# Snowpack



## duct tape (Aug 25, 2009)

I'm with you on the wishful thinking, but....

It was just a few years ago, around this time, that a good snow year was building, only to be ruined by a hot, dusty spring with minimal run-off.

Then again, it was about this time in 1983 that BuRec decided that the "average" snowpack, at that time, did not warrant any reservoir draw downs, followed by huge late winter and spring snowfalls and the historic (post dam) Colorado River runoff.

I'm crossing my fingers for a repeat of the latter!


----------



## pinemnky13 (Jun 4, 2007)

I've been looking at that once a week, I'm keeping my hopes to myself as i dont want to get everyone psyched up just to have a let down later. 
keep pleading with Ullr to keep the snow coming


----------



## Andy H. (Oct 13, 2003)

duct tape said:


> Then again, it was about this time in 1983 that BuRec decided that the "average" snowpack, at that time, did not warrant any reservoir draw downs, followed by huge late winter and spring snowfalls and the historic (post dam) Colorado River runoff.
> 
> I'm crossing my fingers for a repeat of the latter!


That'd be nice!

And I remember having to talk people down from the ledge last year as late as March. It's still too early to be fretting about the snowpack.

-AH


----------



## David L (Feb 13, 2004)

CO early season snowpack story:

Early-season snowpack sets Ark at 106% of median - The Chaffee County Times: Free Content


----------



## cayo 2 (Apr 20, 2007)

Looking good so far...can 't find a map like that for So Platte -Ark. -Poudre.....How are they doing? ... yeah it is way too early,but at least we are not playing catch up....come on upslope spring storms.....


----------



## cayo 2 (Apr 20, 2007)

Thanks David ...that 's even better...Awesome news too! ...hope it continues


----------



## Dusto5 (Oct 20, 2013)

Sure would be nice if Az got some snowpack!


----------



## restrac2000 (Mar 6, 2008)

Dusto5 said:


> Sure would be nice if Az got some snowpack!

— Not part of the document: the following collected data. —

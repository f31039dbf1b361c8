//! One field observation of an individual.
//!
//! Encounters have no identity in the store of their own; they only exist
//! nested inside exactly one [`Individual`](crate::individual::Individual).

use chrono::{DateTime, Utc};
use uuid::Uuid;

use crate::{
  Result, ValidationErrors,
  coerce::{EnumKeyword, UuidKeyword},
  document::{Document, Schema, StoreDocument},
  field::{Boolean, Date, Field, Geo, Keyword},
  geo::GeoPoint,
  sex::Sex,
};

// ─── Schema ──────────────────────────────────────────────────────────────────

pub mod fields {
  use super::*;

  pub static ID: Field<UuidKeyword> = Field::required("id", UuidKeyword);
  pub static POINT: Field<Geo> = Field::required("point", Geo);
  pub static ANIMATE_STATUS: Field<Keyword> =
    Field::optional("animate_status", Keyword);
  pub static SEX: Field<EnumKeyword<Sex>> =
    Field::optional("sex", EnumKeyword::new());
  pub static SUBMITTER_ID: Field<Keyword> =
    Field::required("submitter_id", Keyword);
  pub static DATE_OCCURRED: Field<Date> = Field::optional("date_occurred", Date);
  pub static GENUS: Field<Keyword> = Field::optional("genus", Keyword);
  pub static SPECIES: Field<Keyword> = Field::optional("species", Keyword);
  pub static HAS_ANNOTATION: Field<Boolean> =
    Field::required("has_annotation", Boolean);
}

pub static SCHEMA: Schema = Schema::new("encounter", &[
  &fields::ID,
  &fields::POINT,
  &fields::ANIMATE_STATUS,
  &fields::SEX,
  &fields::SUBMITTER_ID,
  &fields::DATE_OCCURRED,
  &fields::GENUS,
  &fields::SPECIES,
  &fields::HAS_ANNOTATION,
]);

// ─── Encounter ───────────────────────────────────────────────────────────────

/// A single sighting. Required fields are `Option`s so that an incomplete
/// encounter can still be built and then rejected by [`Document::validate`].
#[derive(Debug, Clone, PartialEq, Default)]
pub struct Encounter {
  pub id:             Option<Uuid>,
  pub point:          Option<GeoPoint>,
  /// Free-form status keyword, e.g. "alive" or "dead".
  pub animate_status: Option<String>,
  pub sex:            Option<Sex>,
  pub submitter_id:   Option<String>,
  pub date_occurred:  Option<DateTime<Utc>>,
  pub genus:          Option<String>,
  pub species:        Option<String>,
  pub has_annotation: Option<bool>,
}

impl Encounter {
  /// An encounter with every required field set and everything else empty.
  pub fn new(
    id: Uuid,
    point: GeoPoint,
    submitter_id: impl Into<String>,
    has_annotation: bool,
  ) -> Self {
    Self {
      id: Some(id),
      point: Some(point),
      submitter_id: Some(submitter_id.into()),
      has_annotation: Some(has_annotation),
      ..Self::default()
    }
  }
}

impl Document for Encounter {
  fn schema() -> &'static Schema { &SCHEMA }

  fn validate(&self) -> Result<(), ValidationErrors> {
    use fields::*;

    let mut errors = ValidationErrors::default();
    errors.check(ID.validate(self.id.as_ref()));
    errors.check(POINT.validate(self.point.as_ref()));
    errors.check(ANIMATE_STATUS.validate(self.animate_status.as_ref()));
    errors.check(SEX.validate(self.sex.as_ref()));
    errors.check(SUBMITTER_ID.validate(self.submitter_id.as_ref()));
    errors.check(DATE_OCCURRED.validate(self.date_occurred.as_ref()));
    errors.check(GENUS.validate(self.genus.as_ref()));
    errors.check(SPECIES.validate(self.species.as_ref()));
    errors.check(HAS_ANNOTATION.validate(self.has_annotation.as_ref()));
    errors.into_result()
  }

  fn encode(&self) -> Result<StoreDocument> {
    use fields::*;

    let mut doc = StoreDocument::new();
    ID.write(&mut doc, self.id.as_ref())?;
    POINT.write(&mut doc, self.point.as_ref())?;
    ANIMATE_STATUS.write(&mut doc, self.animate_status.as_ref())?;
    SEX.write(&mut doc, self.sex.as_ref())?;
    SUBMITTER_ID.write(&mut doc, self.submitter_id.as_ref())?;
    DATE_OCCURRED.write(&mut doc, self.date_occurred.as_ref())?;
    GENUS.write(&mut doc, self.genus.as_ref())?;
    SPECIES.write(&mut doc, self.species.as_ref())?;
    HAS_ANNOTATION.write(&mut doc, self.has_annotation.as_ref())?;
    Ok(doc)
  }

  fn decode(doc: &StoreDocument) -> Result<Self> {
    use fields::*;

    Ok(Self {
      id:             ID.read(doc)?,
      point:          POINT.read(doc)?,
      animate_status: ANIMATE_STATUS.read(doc)?,
      sex:            SEX.read(doc)?,
      submitter_id:   SUBMITTER_ID.read(doc)?,
      date_occurred:  DATE_OCCURRED.read(doc)?,
      genus:          GENUS.read(doc)?,
      species:        SPECIES.read(doc)?,
      has_annotation: HAS_ANNOTATION.read(doc)?,
    })
  }
}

Same with SW Utah. I work at Brian Head and we have gotten less than 6 inches of snow in the last 40 days. Looking like another clear 7 days in the forecast. Nobody remembers a December this warm and dry in the last 20 years here. Which is odd because the month started wicked cold (-30F) and with a huge dump but I guess that is the type of wild oscillations climate change models have been predicting for a while.

Wyoming and Northern/Central Colorado look like the only western states fairing really well this year. California, Oregon and S. Idaho are downright desperate. 

Could be a good year for an Escalante River float though......if that is your cup of lemonade.

Phillip


----------



## glenn (May 13, 2009)

Montana is doing quite well also:


----------



## GPP33 (May 22, 2004)

Bigdrops said:


> I know its early still, but I cant help but to be optimistic about this approaching season.


Too early to worry about the approaching season. Get out and enjoy the right now season. I've skied more powder runs this year than I have the previous two combined. It'll melt soon enough. Until then go get you some.


----------



## Tele-axel (Dec 10, 2007)

State of Colorado SNOTEL Snowpack map: ftp://ftp-fc.sc.egov.usda.gov/CO/Snow/snow/watershed/daily/co_update_snow.pdf


----------



## BilloutWest (Jan 25, 2013)

*California in worst drought in about 100 years*

Just a paranoia article with some current fire pics.



> Los Angeles (CNN) -- California Gov. Jerry Brown on Friday declared a drought emergency for the state, saying it is facing "perhaps the worst drought that California has ever seen since records (began) about 100 years ago."


This does get the general public aware.
Larger fires in January in S Cal are not unheard of but not common.


----------



## carvedog (May 11, 2005)

glenn said:


> Montana is doing quite well also:


I can see the source for the map. Source for the page before this?

thks. 

Southern Idaho is not doing well. Incredulous that WY is doing so well.


----------



## BilloutWest (Jan 25, 2013)

carvedog said:


> Southern Idaho is not doing well. Incredulous that WY is doing so well.


That is a very handy map.

The reason for the Idaho / Wyoming disparity is the jet stream path over the HIGH pressure that has been fairly prevalent centered over Northern Cal.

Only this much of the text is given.